Quit Claim deed. A conveyance by which the grantor transfers whatever interest he or she has in the land, without warranties or obligations.

Range. A measure of the difference between the highest and lowest items in a data set.

Real estate. Land; a portion of the earth's surface extending downward to the center of the earth and upward into space including fixtures permanently attached thereto by nature or by man, anything incidental or appurtenant to land and anything immovable by law; freehold estate in land.

Real estate broker. Any person, partnership, association or corporation that, for a compensation or valuable consideration, sells or offers for sale, buys or offers to buy, or negotiates the purchase, sale or exchange of real estate, or who leases or offers to lease, or rents or offers for rent any real estate or the improvement thereon for others. Such a broker must secure a state license. For a license to be issued to a firm, it is usually required that all active partners or officers be licensed real estate brokers.

Real estate investment trust (REIT). Trust ownership of real estate by a group of individuals who purchase certificates of ownership in the trust, which in turn invests the money in real property and distributes the profits to the investors free of corporate income tax.

Real estate salesperson. Any person who, for a compensation or valuable consideration, is employed either directly or indirectly by a real estate broker to sell or offer to sell, or to buy or offer to buy, or to negotiate the purchase, sale or exchange of real estate, or to lease, rent or offer for rent any real estate, or to negotiate leases thereof or improvements thereon. Such a sales- person must secure a state license.

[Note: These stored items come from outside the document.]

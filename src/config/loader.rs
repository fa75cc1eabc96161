//! Configuration loading from disk.

use std::fs;
use std::path::Path;

use thiserror::Error;

use crate::config::schema::GatewayConfig;
use crate::config::validation::{validate_config, ValidationError};

/// Error type for configuration loading.
#[derive(Debug, Error)]
pub enum ConfigError {
    #[error("IO error: {0}")]
    Io(#[from] std::io::Error),

    #[error("Parse error: {0}")]
    Parse(#[from] toml::de::Error),

    #[error("Validation failed: {}", join(.0))]
    Validation(Vec<ValidationError>),
}

fn join(errors: &[ValidationError]) -> String {
    errors
        .iter()
        .map(ToString::to_string)
        .collect::<Vec<_>>()
        .join(", ")
}

/// Load and validate configuration from a TOML file.
pub fn load_config(path: &Path) -> Result<GatewayConfig, ConfigError> {
    let content = fs::read_to_string(path)?;
    parse_config(&content)
}

/// Parse and validate configuration from TOML text.
pub fn parse_config(content: &str) -> Result<GatewayConfig, ConfigError> {
    let config: GatewayConfig = toml::from_str(content)?;
    validate_config(&config).map_err(ConfigError::Validation)?;
    Ok(config)
}

#[cfg(test)]
mod tests {
    use super::*;
    use crate::config::schema::{FetchMethod, ResponseType, StoreBackend};
    use std::io::Write;

    #[test]
    fn test_minimal_config_uses_presets() {
        let config = parse_config("").unwrap();
        assert_eq!(config.circuit_breaker.gateway.max_failures, 5);
        assert_eq!(config.circuit_breaker.subgraph.max_failures, 3);
        assert_eq!(config.retries.subgraph.max_attempts, 2);
        assert_eq!(config.rate_limit.max_requests, 100);
        assert_eq!(config.cache.query_ttl_secs, config.cache.schema_ttl_secs);
    }

    #[test]
    fn test_load_from_file() {
        let mut file = tempfile::NamedTempFile::new().unwrap();
        writeln!(
            file,
            r#"
[store]
backend = "memory"

[rate_limit]
max_requests = 3
window_secs = 1

[circuit_breaker.gateway]
max_failures = 2
open_timeout_ms = 1000

[[poller.services]]
name = "accounts"
url = "http://localhost:4001/query"
method = "GET"
response_type = "string"
"#
        )
        .unwrap();

        let config = load_config(file.path()).unwrap();
        assert_eq!(config.store.backend, StoreBackend::Memory);
        assert_eq!(config.rate_limit.max_requests, 3);
        assert_eq!(config.circuit_breaker.gateway.max_failures, 2);
        // Unspecified fields keep the preset values.
        assert_eq!(config.circuit_breaker.gateway.max_half_open_probes, 3);

        let service = &config.poller.services[0];
        assert_eq!(service.method, FetchMethod::Get);
        assert_eq!(service.response_type, ResponseType::String);
        assert_eq!(service.schema_endpoint(), "http://localhost:4001/query");
    }

    #[test]
    fn test_invalid_config_reports_every_error() {
        let err = parse_config(
            r#"
[rate_limit]
max_requests = 0

[retries.gateway]
max_attempts = 0
"#,
        )
        .unwrap_err();

        match err {
            ConfigError::Validation(errors) => assert!(errors.len() >= 2),
            other => panic!("expected validation error, got {other}"),
        }
    }
}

Real property. The rights of ownership of real estate, often called the bundle of rights; for all practical purposes, synonymous with real estate.

Recapture rate. The percentage of a property's original cost that is returned to the owner as income during the remaining economic life of the investment.

Reconciliation. The final step in the appraisal process, in which the appraiser reconciles the estimates of value received from the sales comparison, cost and income capitalization approaches to arrive at a final estimate of market value for the subject property.

Reconstruction of the operating statement. The process of eliminating the inapplicable ex- pense items for appraisal purposes and adjusting the remaining valid expenses, if necessary.

Reconveyance deed. A deed used by a trustee under a deed of trust to return title to the truster.

Rectangular survey system. A system established in 1785 by the federal government, which provides for the surveying and describing of land by reference to principal meridians and base lines; also called U.S. government survey system and section and township system.

Regional multipliers. Adjustment factors by which standard cost figures can be multiplied to allow for regional price differences.

Remainder. The remnant of an estate that has been conveyed to take effect and be enjoyed after the termination of a prior estate; for instance, when an owner conveys a life estate to one party and the remainder to another. (For the case in which the owner retains the residual estate, see reversion.)

Remainderman The party designated to receive a remainder estate. There are two types: vested remainderman (one who is known and named) and contingent remainderman (one whose identity is not certain or who is to be selected).

Remaining economic life. The number of years of useful life left to a building from the date of appraisal.

Renewal option. Lease provision that allows the lessee to renew the lease for the same term or some other stated period, usually with a rent increase at a stated percentage or based on an index or other formula.

Rent. Payment under a lease or other arrangement for use of a property.

Rent loss method of depreciation. (See capitalized value method of depreciation. )

Replacement cost. The current construction cost of a building having exactly the same utility as the subject property.

Reproduction cost. The current construction cost of an exact duplicate of the subject building.

Reserves for replacement, Allowances set up for replacement of building and equipment items that have a relatively short life expectancy.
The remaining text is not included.